Reveal Help Center

MBERT Explained

MBERT

Google uses BERT and MBERT to better understand the language context of user searches.

What is BERT and MBERT?

BERT is the recent Deep Learning technology that was developed at Google to work specifically with natural language data. BERT stands for Bidirectional Encoder Representations from Transformers. This is the first Deep Learning technology that essentially learns a language. BERT can understand the meaning of words from their context, similar to how humans understand language. Google uses BERT to go beyond key words and better understand the context of user searches.

MBERT stands for multilingual BERT and is the next step in creating models that understand the meaning of words in the context. MBERT is a deep learning model that was trained on 104 languages simultaneously and encodes the knowledge of all 104 languages together. MBERT allows us to build models that can be applied out-of-the-box to data in 104 languages.

Why is BERT and MBERT Important for eDiscovery?

BERT can understand the meaning of words from their context, similar to how humans understand language. BERT achieves state-of-the-art performance on over 11 natural language understanding tasks, further confirming the power of its level of language understanding.

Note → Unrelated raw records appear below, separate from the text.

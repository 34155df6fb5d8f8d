//!# Receive and transmit tasks
//! Bodies of the two scheduled tasks around a controller, plus their priorities. The receive task drains the
//! [RxChannel] filled by the interrupt dispatcher and must preempt the transmit and housekeeping tasks, so the
//! channel rarely saturates.
//!
//! ```
//!# use fdcan_classic::can::Controller;
//!# use futures_executor::block_on;
//!# use fdcan_classic::channel::{OverflowPolicy, RxChannel, RX_CHANNEL_DEPTH};
//!# use fdcan_classic::config::{Configuration, OperationMode};
//!# use fdcan_classic::example::ExamplePeripheral;
//!# use fdcan_classic::frame::Frame;
//!# use fdcan_classic::registry::Instance;
//!# use fdcan_classic::task::{bring_up, RxTask, TaskLayout};
//! let channel: RxChannel<RX_CHANNEL_DEPTH> = RxChannel::new(OverflowPolicy::DropNewest);
//! let controller = Controller::new(Instance::Fdcan1, ExamplePeripheral::new());
//!
//! TaskLayout::default().ensure_valid();
//!
//! let config = Configuration {
//!     mode: OperationMode::InternalLoopback,
//!     ..Configuration::default()
//! };
//! bring_up(&controller, &config, &[], &channel).unwrap();
//!
//! controller.send(0x42, &[1, 2, 3]).unwrap();
//! controller.on_interrupt().unwrap();
//!
//! let mut received = None;
//! let mut rx_task = RxTask::new(&channel, |frame: Frame| received = Some(frame));
//! block_on(rx_task.run_once());
//! drop(rx_task);
//!
//! assert_eq!(Some(0x42), received.map(|frame| frame.raw_id()));
//! ```
use crate::can::{CanError, Controller, Transmitter};
use crate::channel::RxChannel;
use crate::config::{Configuration, RxQueue};
use crate::filter::Filter;
use crate::frame::Frame;
use crate::peripheral::Peripheral;
use crate::status::fatal;
use embedded_hal::delay::DelayNs;
use log::{debug, warn};

pub const HEARTBEAT_ID: u16 = 0x123;

pub const HEARTBEAT_PAYLOAD: [u8; 8] = [0xDE, 0xAD, 0xBE, 0xEF, 0x11, 0x22, 0x33, 0x44];

pub const HEARTBEAT_PERIOD_MS: u32 = 900;

/// Fixed task priority relative to the idle task, higher preempts lower
#[derive(Copy, Clone, Debug, PartialEq, Eq, PartialOrd, Ord)]
pub struct Priority(pub u8);

impl Priority {
    pub const IDLE: Priority = Priority(0);

    pub const fn above_idle(levels: u8) -> Self {
        Priority(Self::IDLE.0 + levels)
    }
}

/// Static parameters of a task
#[derive(Copy, Clone, Debug, PartialEq, Eq)]
pub struct TaskConfig {
    pub name: &'static str,
    pub priority: Priority,
    /// Stack size in words
    pub stack_words: usize,
}

pub const RX_TASK: TaskConfig = TaskConfig {
    name: "CanRxTask",
    priority: Priority::above_idle(2),
    stack_words: 256,
};

pub const TX_TASK: TaskConfig = TaskConfig {
    name: "CanTxTask",
    priority: Priority::above_idle(1),
    stack_words: 256,
};

pub const HOUSEKEEPING_TASK: TaskConfig = TaskConfig {
    name: "BlinkTask",
    priority: Priority::above_idle(1),
    stack_words: 256,
};

/// Tasks created at start-up
#[derive(Copy, Clone, Debug, PartialEq, Eq)]
pub struct TaskLayout {
    pub rx: TaskConfig,
    pub tx: TaskConfig,
    pub housekeeping: TaskConfig,
}

impl Default for TaskLayout {
    fn default() -> Self {
        Self {
            rx: RX_TASK,
            tx: TX_TASK,
            housekeeping: HOUSEKEEPING_TASK,
        }
    }
}

impl TaskLayout {
    /// True if the receive task preempts both other tasks and every task has a stack
    pub fn validate(&self) -> bool {
        self.rx.priority > self.tx.priority
            && self.rx.priority > self.housekeeping.priority
            && [self.rx, self.tx, self.housekeeping]
                .iter()
                .all(|task| task.stack_words > 0)
    }

    /// Halts if the layout is invalid
    pub fn ensure_valid(&self) {
        if !self.validate() {
            fatal("Receive task must preempt transmit and housekeeping tasks");
        }
    }
}

/// Application processing of received frames, runs in task context
pub trait FrameProcessor {
    fn process(&mut self, frame: Frame);
}

impl<F: FnMut(Frame)> FrameProcessor for F {
    fn process(&mut self, frame: Frame) {
        self(frame)
    }
}

/// Consumer of the receive channel, suspended while the channel is empty
pub struct RxTask<'c, const N: usize, F: FrameProcessor> {
    channel: &'c RxChannel<N>,
    processor: F,
}

impl<'c, const N: usize, F: FrameProcessor> RxTask<'c, N, F> {
    pub fn new(channel: &'c RxChannel<N>, processor: F) -> Self {
        Self { channel, processor }
    }

    /// Waits for the next frame and processes it
    pub async fn run_once(&mut self) {
        let frame = self.channel.receive().await;
        self.processor.process(frame);
    }

    pub async fn run(mut self) -> ! {
        loop {
            self.run_once().await;
        }
    }
}

/// Producer of frames for the transmit task, `None` skips a period
pub trait FrameSource {
    fn next_frame(&mut self) -> Option<Frame>;
}

impl<F: FnMut() -> Option<Frame>> FrameSource for F {
    fn next_frame(&mut self) -> Option<Frame> {
        self()
    }
}

/// Same frame every period
#[derive(Copy, Clone, Debug, PartialEq, Eq)]
pub struct Heartbeat {
    id: u16,
    payload: [u8; 8],
}

impl Heartbeat {
    pub fn new(id: u16, payload: [u8; 8]) -> Self {
        Self { id, payload }
    }
}

impl Default for Heartbeat {
    fn default() -> Self {
        Self::new(HEARTBEAT_ID, HEARTBEAT_PAYLOAD)
    }
}

impl FrameSource for Heartbeat {
    fn next_frame(&mut self) -> Option<Frame> {
        Frame::new(self.id, &self.payload).ok()
    }
}

/// Periodic sender
pub struct TxTask<'c, 'a, P: Peripheral, D: DelayNs, S: FrameSource> {
    transmitter: Transmitter<'c, 'a, P>,
    delay: D,
    source: S,
    period_ms: u32,
    failed: u32,
}

impl<'c, 'a, P: Peripheral, D: DelayNs, S: FrameSource> TxTask<'c, 'a, P, D, S> {
    pub fn new(transmitter: Transmitter<'c, 'a, P>, delay: D, source: S, period_ms: u32) -> Self {
        Self {
            transmitter,
            delay,
            source,
            period_ms,
            failed: 0,
        }
    }

    /// Sends the next frame, if any, and sleeps for one period
    ///
    /// A failed send is logged and the frame skipped, the error is returned for inspection only.
    pub fn run_once(&mut self) -> Result<(), CanError> {
        let result = match self.source.next_frame() {
            Some(frame) => self.transmitter.transmit(&frame),
            None => Ok(()),
        };

        if let Err(error) = result {
            self.failed = self.failed.wrapping_add(1);
            warn!("{:?}: dropped TX frame: {error:?}", self.transmitter.instance());
        }

        self.delay.delay_ms(self.period_ms);
        result
    }

    pub fn run(mut self) -> ! {
        loop {
            let _ = self.run_once();
        }
    }

    /// Frames that could not be queued
    pub fn failed(&self) -> u32 {
        self.failed
    }
}

/// Brings a controller up for interrupt driven reception into the channel
///
/// Configures the controller, adds the filters in order, registers the channel as receive callback of every FIFO
/// with an enabled new message interrupt and starts the controller.
pub fn bring_up<'a, P: Peripheral, const N: usize>(
    controller: &Controller<'a, P>,
    config: &Configuration,
    filters: &[Filter],
    channel: &'a RxChannel<N>,
) -> Result<(), CanError> {
    controller.init(config)?;

    for filter in filters {
        controller.add_filter_rule(*filter)?;
    }

    for queue in [RxQueue::Fifo0, RxQueue::Fifo1] {
        if config.interrupts.enables(queue) {
            controller.register_rx_callback(queue, channel);
        }
    }
    controller.start()?;

    debug!("{:?}: up with {} filters", controller.instance(), filters.len());
    Ok(())
}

AI models that are based on MBERT need to be trained in one language to be able to score documents in any of the supported languages. The underlying MBERT model was trained on large amounts of data in 104 languages simultaneously and encodes the combined knowledge of these languages.

BERT and MBERT are specifically exciting for legal and compliance teams because it has outperformed other classification techniques on a variety of tasks. Many of those tasks are similar to the model building process in eDiscovery and in proactive solutions. The Reveal AI Data Science team confirmed that BERT-based models achieve an improvement in the F1 score over traditional classification in a variety of tests.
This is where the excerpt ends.